Localization of specific peptides, proteins, and macromolecular complexes to the mitochondria in mammalian cells is generally accomplished through the use of peptide signals that mediate transport to the organelle. Recombinant plasmids have been constructed that contain a fusion protein consisting of the yellow-green variant (referred to as enhanced yellow fluorescent protein; EYFP) of the Aequorea victoria green fluorescent protein (GFP) coupled to the mitochondrial targeting nucleotide sequence from subunit VIII of human cytochrome C oxidase. Upon transcription and translation of the plasmid in transfected mammalian hosts, the mitochondrial localization signal is responsible for transport and distribution of the fluorescent protein chimera throughout the cellular mitochondrial network. Tubular mitochondria can be subsequently visualized using fluorescence microscopy.

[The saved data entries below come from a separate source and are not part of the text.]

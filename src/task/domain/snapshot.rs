//! Immutable record of how a task was named when time was first logged.

use crate::taxonomy::domain::Pillar;
use serde::{Deserialize, Serialize};

/// Snapshot of task and taxonomy names captured when a time entry is created.
///
/// Entries keep their snapshot for life: later renames, re-parenting, or
/// deletion of the task leave logged history readable as it was recorded.
#[derive(Debug, Clone, PartialEq, Eq, Hash, Serialize, Deserialize)]
pub struct TaskSnapshot {
    /// Task name at entry creation time.
    pub task_name: String,
    /// Pillar at entry creation time.
    pub pillar: Pillar,
    /// Category name at entry creation time.
    pub category_name: String,
    /// Sub-category name at entry creation time, if the task had one.
    pub sub_category_name: Option<String>,
}

impl TaskSnapshot {
    /// Returns the recorded task name.
    #[must_use]
    pub fn task_name(&self) -> &str {
        &self.task_name
    }
}
//! Task registry handlers.

use super::{ApiError, AppState};
use crate::task::domain::{Frequency, Task, TaskId, TaskPlacement};
use crate::task::ports::TaskQuery;
use crate::task::services::{CreateTaskRequest, TaskRegistryError, UpdateTaskRequest};
use crate::taxonomy::domain::{CategoryId, Pillar, SubCategoryId};
use axum::Json;
use axum::extract::{Path, Query, State};
use axum::http::StatusCode;
use axum::response::{IntoResponse, Response};
use serde::Deserialize;
use uuid::Uuid;

#[derive(Debug, Deserialize)]
pub(super) struct TaskFilter {
    frequency: Option<Frequency>,
    pillar: Option<Pillar>,
    category_id: Option<Uuid>,
    #[serde(default)]
    include_inactive: bool,
}

#[derive(Debug, Deserialize)]
pub(super) struct PlacementBody {
    pillar: Pillar,
    category_id: Uuid,
    sub_category_id: Option<Uuid>,
}

impl PlacementBody {
    fn into_placement(self) -> TaskPlacement {
        let placement = TaskPlacement::new(self.pillar, CategoryId::from_uuid(self.category_id));
        match self.sub_category_id {
            Some(id) => placement.with_sub_category(SubCategoryId::from_uuid(id)),
            None => placement,
        }
    }
}

#[derive(Debug, Deserialize)]
pub(super) struct CreateTaskBody {
    name: String,
    #[serde(flatten)]
    placement: PlacementBody,
    allocated_minutes: u64,
    frequency: Frequency,
}

#[derive(Debug, Deserialize)]
pub(super) struct UpdateTaskBody {
    name: Option<String>,
    allocated_minutes: Option<u64>,
    frequency: Option<Frequency>,
    placement: Option<PlacementBody>,
    is_active: Option<bool>,
}

#[derive(Debug, Deserialize)]
pub(super) struct DeleteOptions {
    #[serde(default)]
    hard: bool,
}

pub(super) async fn list_tasks(
    State(state): State<AppState>,
    Query(filter): Query<TaskFilter>,
) -> Result<Json<Vec<Task>>, ApiError> {
    let query = TaskQuery {
        frequency: filter.frequency,
        pillar: filter.pillar,
        category_id: filter.category_id.map(CategoryId::from_uuid),
        include_inactive: filter.include_inactive,
    };
    Ok(Json(state.tasks.list(query).await?))
}

pub(super) async fn create_task(
    State(state): State<AppState>,
    Json(body): Json<CreateTaskBody>,
) -> Result<(StatusCode, Json<Task>), ApiError> {
    let request = CreateTaskRequest::new(
        body.name,
        body.placement.into_placement(),
        body.allocated_minutes,
        body.frequency,
    );
    let task = state.tasks.create(request).await?;
    Ok((StatusCode::CREATED, Json(task)))
}

pub(super) async fn get_task(
    State(state): State<AppState>,
    Path(id): Path<Uuid>,
) -> Result<Json<Task>, ApiError> {
    let task_id = TaskId::from_uuid(id);
    state
        .tasks
        .find(task_id)
        .await?
        .map(Json)
        .ok_or_else(|| TaskRegistryError::NotFound(task_id).into())
}

pub(super) async fn update_task(
    State(state): State<AppState>,
    Path(id): Path<Uuid>,
    Json(body): Json<UpdateTaskBody>,
) -> Result<Json<Task>, ApiError> {
    let mut request = UpdateTaskRequest::new();
    if let Some(name) = body.name {
        request = request.with_name(name);
    }
    if let Some(minutes) = body.allocated_minutes {
        request = request.with_allocated_minutes(minutes);
    }
    if let Some(frequency) = body.frequency {
        request = request.with_frequency(frequency);
    }
    if let Some(placement) = body.placement {
        request = request.with_placement(placement.into_placement());
    }
    if let Some(active) = body.is_active {
        request = request.with_active(active);
    }
    let task = state.tasks.update(TaskId::from_uuid(id), request).await?;
    Ok(Json(task))
}

pub(super) async fn delete_task(
    State(state): State<AppState>,
    Path(id): Path<Uuid>,
    Query(options): Query<DeleteOptions>,
) -> Result<Response, ApiError> {
    let task_id = TaskId::from_uuid(id);
    if options.hard {
        let outcome = state.tasks.hard_delete(task_id).await?;
        return Ok(Json(outcome).into_response());
    }
    let task = state.tasks.soft_delete(task_id).await?;
    Ok(Json(task).into_response())
}

pub(super) async fn complete_task(
    State(state): State<AppState>,
    Path(id): Path<Uuid>,
) -> Result<Json<Task>, ApiError> {
    Ok(Json(state.tasks.complete(TaskId::from_uuid(id)).await?))
}

pub(super) async fn mark_task_na(
    State(state): State<AppState>,
    Path(id): Path<Uuid>,
) -> Result<Json<Task>, ApiError> {
    Ok(Json(state.tasks.mark_na(TaskId::from_uuid(id)).await?))
}

pub(super) async fn reopen_task(
    State(state): State<AppState>,
    Path(id): Path<Uuid>,
) -> Result<Json<Task>, ApiError> {
    Ok(Json(state.tasks.reopen(TaskId::from_uuid(id)).await?))
}
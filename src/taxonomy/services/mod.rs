//! Application services for taxonomy management.

mod catalog;

pub use catalog::{
    CreateCategoryRequest, TaxonomyService, TaxonomyServiceError, TaxonomyServiceResult,
    UpdateCategoryRequest,
};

The semi-confluent culture of MDCK cells illustrated above was first transiently transfected with a plasmid chimera containing the coding sequence for enhanced yellow fluorescent protein fused to the mitochondrial targeting sequence from subunit VIII of human cytochrome C oxidase. After fixation and permeabilization, the cells were counterstained for filamentous actin with Alexa Fluor 546 conjugated to phalloidin and for DNA with the nuclear-specific dye, DAPI. Images were recorded in grayscale with a QImaging Retiga Fast-EXi camera system coupled to an Olympus BX-51 microscope equipped with bandpass emission fluorescence filter optical blocks provided by Omega Optical. During the processing stage, individual image channels were pseudocolored with RGB values corresponding to each of the fluorophore emission spectral profiles.